Exercise goal
Please transcribe the data exactly, with nothing left out.

┌─ Data excerpts

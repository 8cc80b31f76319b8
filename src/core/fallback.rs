//! Timeout wrapper for collaborator calls.
//!
//! A remote call either answers within its timeout or is abandoned. Callers
//! receive `None` and switch to their heuristic strategy; nothing is retried.

use std::future::Future;
use std::time::Duration;

use anyhow::Result;
use serde::{Deserialize, Serialize};
use tracing::warn;

/// Which strategy produced a stage's answer
#[derive(Debug, Clone, Copy, PartialEq, Eq, Serialize, Deserialize)]
#[serde(rename_all = "snake_case")]
pub enum Strategy {
    Remote,
    Heuristic,
}

impl Strategy {
    pub fn as_str(&self) -> &'static str {
        match self {
            Self::Remote => "remote",
            Self::Heuristic => "heuristic",
        }
    }
}

/// Run a collaborator call under a timeout, logging and absorbing failures
pub async fn within_timeout<T, F>(collaborator: &str, timeout: Duration, call: F) -> Option<T>
where
    F: Future<Output = Result<T>>,
{
    match tokio::time::timeout(timeout, call).await {
        Ok(Ok(value)) => Some(value),
        Ok(Err(e)) => {
            warn!(collaborator, error = %e, "Collaborator call failed, using fallback");
            None
        }
        Err(_) => {
            warn!(
                collaborator,
                timeout_ms = timeout.as_millis() as u64,
                "Collaborator call timed out, using fallback"
            );
            None
        }
    }
}

#[cfg(test)]
mod tests {
    use super::*;

    #[tokio::test]
    async fn test_success_passes_through() {
        let value = within_timeout("test", Duration::from_secs(1), async { Ok(7) }).await;
        assert_eq!(value, Some(7));
    }

    #[tokio::test]
    async fn test_error_becomes_none() {
        let value: Option<u32> = within_timeout("test", Duration::from_secs(1), async {
            Err(anyhow::anyhow!("boom"))
        })
        .await;
        assert_eq!(value, None);
    }

    #[tokio::test]
    async fn test_timeout_becomes_none() {
        let value = within_timeout("test", Duration::from_millis(20), async {
            tokio::time::sleep(Duration::from_millis(500)).await;
            Ok(1)
        })
        .await;
        assert_eq!(value, None);
    }
}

└─

Written response
repository 8cc80b31f76319b8
filename src/core/fallback.rs
//! Timeout wrapper for collaborator calls.
//!
//! A remote call either answers within its timeout or is abandoned. Callers
//! receive `None` and switch to their heuristic strategy; nothing is retried.

use std::future::Future;
use std::time::Duration;

use anyhow::Result;
use serde::{Deserialize, Serialize};
use tracing::warn;

/// Which strategy produced a stage's answer
#[derive(Debug, Clone, Copy, PartialEq, Eq, Serialize, Deserialize)]
#[serde(rename_all = "snake_case")]
pub enum Strategy {
    Remote,
    Heuristic,
}

impl Strategy {
    pub fn as_str(&self) -> &'static str {
        match self {
            Self::Remote => "remote",
            Self::Heuristic => "heuristic",
        }
    }
}

/// Run a collaborator call under a timeout, logging and absorbing failures
pub async fn within_timeout<T, F>(collaborator: &str, timeout: Duration, call: F) -> Option<T>
where
    F: Future<Output = Result<T>>,
{
    match tokio::time::timeout(timeout, call).await {
        Ok(Ok(value)) => Some(value),
        Ok(Err(e)) => {
            warn!(collaborator, error = %e, "Collaborator call failed, using fallback");
            None
        }
        Err(_) => {
            warn!(
                collaborator,
                timeout_ms = timeout.as_millis() as u64,
                "Collaborator call timed out, using fallback"
            );
            None
        }
    }
}

#[cfg(test)]
mod tests {
    use super::*;

    #[tokio::test]
    async fn test_success_passes_through() {
        let value = within_timeout("test", Duration::from_secs(1), async { Ok(7) }).await;
        assert_eq!(value, Some(7));
    }

    #[tokio::test]
    async fn test_error_becomes_none() {
        let value: Option<u32> = within_timeout("test", Duration::from_secs(1), async {
            Err(anyhow::anyhow!("boom"))
        })
        .await;
        assert_eq!(value, None);
    }

    #[tokio::test]
    async fn test_timeout_becomes_none() {
        let value = within_timeout("test", Duration::from_millis(20), async {
            tokio::time::sleep(Duration::from_millis(500)).await;
            Ok(1)
        })
        .await;
        assert_eq!(value, None);
    }
}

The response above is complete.